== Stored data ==
::::::::::
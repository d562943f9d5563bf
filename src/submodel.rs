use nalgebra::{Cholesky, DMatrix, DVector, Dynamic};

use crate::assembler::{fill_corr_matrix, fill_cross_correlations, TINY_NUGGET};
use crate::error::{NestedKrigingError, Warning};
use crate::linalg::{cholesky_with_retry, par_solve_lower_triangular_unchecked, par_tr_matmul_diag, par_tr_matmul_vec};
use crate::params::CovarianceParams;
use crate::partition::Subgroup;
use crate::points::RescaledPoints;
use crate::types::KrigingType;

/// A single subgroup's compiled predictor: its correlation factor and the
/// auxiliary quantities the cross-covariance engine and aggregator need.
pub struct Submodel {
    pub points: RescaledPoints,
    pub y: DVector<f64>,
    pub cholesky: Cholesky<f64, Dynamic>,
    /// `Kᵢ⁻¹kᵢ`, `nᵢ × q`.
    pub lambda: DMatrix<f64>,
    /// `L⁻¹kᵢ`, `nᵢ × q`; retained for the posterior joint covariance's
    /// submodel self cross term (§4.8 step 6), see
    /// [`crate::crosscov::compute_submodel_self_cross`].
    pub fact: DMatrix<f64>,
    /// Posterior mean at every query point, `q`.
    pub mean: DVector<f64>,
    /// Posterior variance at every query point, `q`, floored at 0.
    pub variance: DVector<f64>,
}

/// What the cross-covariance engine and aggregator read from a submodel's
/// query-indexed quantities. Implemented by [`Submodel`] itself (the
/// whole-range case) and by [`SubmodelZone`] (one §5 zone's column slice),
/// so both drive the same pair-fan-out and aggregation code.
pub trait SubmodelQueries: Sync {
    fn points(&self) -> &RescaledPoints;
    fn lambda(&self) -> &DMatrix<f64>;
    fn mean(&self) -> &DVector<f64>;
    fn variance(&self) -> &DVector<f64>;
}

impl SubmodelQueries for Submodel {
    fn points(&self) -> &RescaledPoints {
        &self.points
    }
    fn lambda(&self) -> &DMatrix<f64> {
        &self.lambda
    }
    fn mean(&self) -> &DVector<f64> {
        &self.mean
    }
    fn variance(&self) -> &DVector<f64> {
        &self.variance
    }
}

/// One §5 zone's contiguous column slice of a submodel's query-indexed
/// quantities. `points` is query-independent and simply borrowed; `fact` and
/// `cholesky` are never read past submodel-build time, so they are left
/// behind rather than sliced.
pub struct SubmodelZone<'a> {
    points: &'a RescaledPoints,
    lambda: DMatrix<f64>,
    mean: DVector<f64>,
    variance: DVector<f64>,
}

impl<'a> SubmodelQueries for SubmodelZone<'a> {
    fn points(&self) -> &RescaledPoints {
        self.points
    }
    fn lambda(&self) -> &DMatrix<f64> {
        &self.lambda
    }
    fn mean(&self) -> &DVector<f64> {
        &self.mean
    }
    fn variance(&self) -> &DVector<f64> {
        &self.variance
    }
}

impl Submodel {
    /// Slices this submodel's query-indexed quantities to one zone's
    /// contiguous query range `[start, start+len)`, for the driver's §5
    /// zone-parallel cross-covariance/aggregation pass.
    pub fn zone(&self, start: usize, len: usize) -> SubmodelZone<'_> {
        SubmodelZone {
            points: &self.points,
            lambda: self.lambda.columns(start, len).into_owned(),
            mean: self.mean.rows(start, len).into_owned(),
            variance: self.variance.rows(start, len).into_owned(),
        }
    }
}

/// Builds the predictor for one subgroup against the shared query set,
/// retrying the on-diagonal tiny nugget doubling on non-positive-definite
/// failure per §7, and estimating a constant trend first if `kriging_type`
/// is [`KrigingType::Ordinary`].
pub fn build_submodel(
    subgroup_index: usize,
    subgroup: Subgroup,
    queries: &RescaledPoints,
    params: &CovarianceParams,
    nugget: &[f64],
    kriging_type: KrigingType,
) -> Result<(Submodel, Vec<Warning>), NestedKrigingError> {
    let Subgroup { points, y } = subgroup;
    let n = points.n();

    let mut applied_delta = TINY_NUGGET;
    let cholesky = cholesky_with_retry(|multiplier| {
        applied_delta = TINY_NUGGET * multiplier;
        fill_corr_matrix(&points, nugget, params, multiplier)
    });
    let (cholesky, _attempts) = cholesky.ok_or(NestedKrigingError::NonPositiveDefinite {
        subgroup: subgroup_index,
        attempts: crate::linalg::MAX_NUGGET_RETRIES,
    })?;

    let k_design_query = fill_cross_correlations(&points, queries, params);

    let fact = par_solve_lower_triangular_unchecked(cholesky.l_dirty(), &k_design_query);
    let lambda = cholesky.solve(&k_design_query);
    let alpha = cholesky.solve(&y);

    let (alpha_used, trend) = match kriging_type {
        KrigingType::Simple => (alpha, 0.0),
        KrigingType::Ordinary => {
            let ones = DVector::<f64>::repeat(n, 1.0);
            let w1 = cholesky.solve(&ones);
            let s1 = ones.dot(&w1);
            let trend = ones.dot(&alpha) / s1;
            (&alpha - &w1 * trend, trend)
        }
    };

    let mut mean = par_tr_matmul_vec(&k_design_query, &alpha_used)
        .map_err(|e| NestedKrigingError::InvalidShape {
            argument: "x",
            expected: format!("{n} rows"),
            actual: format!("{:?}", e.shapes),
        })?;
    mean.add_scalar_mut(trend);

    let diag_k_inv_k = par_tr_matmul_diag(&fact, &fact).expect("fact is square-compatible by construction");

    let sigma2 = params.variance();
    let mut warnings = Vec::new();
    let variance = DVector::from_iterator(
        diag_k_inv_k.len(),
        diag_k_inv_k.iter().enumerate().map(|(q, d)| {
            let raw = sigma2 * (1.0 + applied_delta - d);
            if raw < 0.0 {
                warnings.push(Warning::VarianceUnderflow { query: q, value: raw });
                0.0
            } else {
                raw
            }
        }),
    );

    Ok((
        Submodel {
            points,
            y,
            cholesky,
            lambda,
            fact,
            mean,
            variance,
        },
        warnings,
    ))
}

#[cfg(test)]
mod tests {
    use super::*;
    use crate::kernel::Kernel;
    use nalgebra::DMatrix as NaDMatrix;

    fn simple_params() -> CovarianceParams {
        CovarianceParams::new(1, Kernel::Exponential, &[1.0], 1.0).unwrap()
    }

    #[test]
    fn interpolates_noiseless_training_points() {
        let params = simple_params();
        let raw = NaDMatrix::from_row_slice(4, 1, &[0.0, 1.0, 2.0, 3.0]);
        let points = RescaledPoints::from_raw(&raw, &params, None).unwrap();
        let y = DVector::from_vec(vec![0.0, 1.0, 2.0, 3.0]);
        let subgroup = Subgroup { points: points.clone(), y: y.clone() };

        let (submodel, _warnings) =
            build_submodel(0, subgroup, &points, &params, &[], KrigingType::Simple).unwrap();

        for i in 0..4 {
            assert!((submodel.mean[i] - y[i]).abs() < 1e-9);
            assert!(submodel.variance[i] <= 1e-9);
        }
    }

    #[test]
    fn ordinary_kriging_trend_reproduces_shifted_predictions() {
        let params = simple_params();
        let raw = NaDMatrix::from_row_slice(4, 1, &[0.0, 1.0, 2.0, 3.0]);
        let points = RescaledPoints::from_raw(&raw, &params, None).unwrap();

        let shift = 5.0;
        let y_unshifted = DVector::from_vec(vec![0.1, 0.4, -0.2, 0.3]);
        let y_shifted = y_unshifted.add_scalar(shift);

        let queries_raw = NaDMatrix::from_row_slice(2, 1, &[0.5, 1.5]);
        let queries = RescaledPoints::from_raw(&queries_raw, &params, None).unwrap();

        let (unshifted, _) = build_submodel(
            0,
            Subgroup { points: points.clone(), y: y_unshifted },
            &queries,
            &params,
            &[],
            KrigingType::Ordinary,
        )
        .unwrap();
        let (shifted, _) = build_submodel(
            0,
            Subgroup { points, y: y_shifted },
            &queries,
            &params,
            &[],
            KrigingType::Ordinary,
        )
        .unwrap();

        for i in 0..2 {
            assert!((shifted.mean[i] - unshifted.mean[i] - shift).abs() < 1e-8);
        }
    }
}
::::::::::
== Work order ==
Retype the portion of the data above that starts on the line with "whole-range case) and" and finishes on the line with "pub fn zone(&self, start: usize, len: usize)", including both of those lines.

== Solution to this task ==
/// whole-range case) and by [`SubmodelZone`] (one §5 zone's column slice),
/// so both drive the same pair-fan-out and aggregation code.
pub trait SubmodelQueries: Sync {
    fn points(&self) -> &RescaledPoints;
    fn lambda(&self) -> &DMatrix<f64>;
    fn mean(&self) -> &DVector<f64>;
    fn variance(&self) -> &DVector<f64>;
}

impl SubmodelQueries for Submodel {
    fn points(&self) -> &RescaledPoints {
        &self.points
    }
    fn lambda(&self) -> &DMatrix<f64> {
        &self.lambda
    }
    fn mean(&self) -> &DVector<f64> {
        &self.mean
    }
    fn variance(&self) -> &DVector<f64> {
        &self.variance
    }
}

/// One §5 zone's contiguous column slice of a submodel's query-indexed
/// quantities. `points` is query-independent and simply borrowed; `fact` and
/// `cholesky` are never read past submodel-build time, so they are left
/// behind rather than sliced.
pub struct SubmodelZone<'a> {
    points: &'a RescaledPoints,
    lambda: DMatrix<f64>,
    mean: DVector<f64>,
    variance: DVector<f64>,
}

impl<'a> SubmodelQueries for SubmodelZone<'a> {
    fn points(&self) -> &RescaledPoints {
        self.points
    }
    fn lambda(&self) -> &DMatrix<f64> {
        &self.lambda
    }
    fn mean(&self) -> &DVector<f64> {
        &self.mean
    }
    fn variance(&self) -> &DVector<f64> {
        &self.variance
    }
}

impl Submodel {
    /// Slices this submodel's query-indexed quantities to one zone's
    /// contiguous query range `[start, start+len)`, for the driver's §5
    /// zone-parallel cross-covariance/aggregation pass.
    pub fn zone(&self, start: usize, len: usize) -> SubmodelZone<'_> {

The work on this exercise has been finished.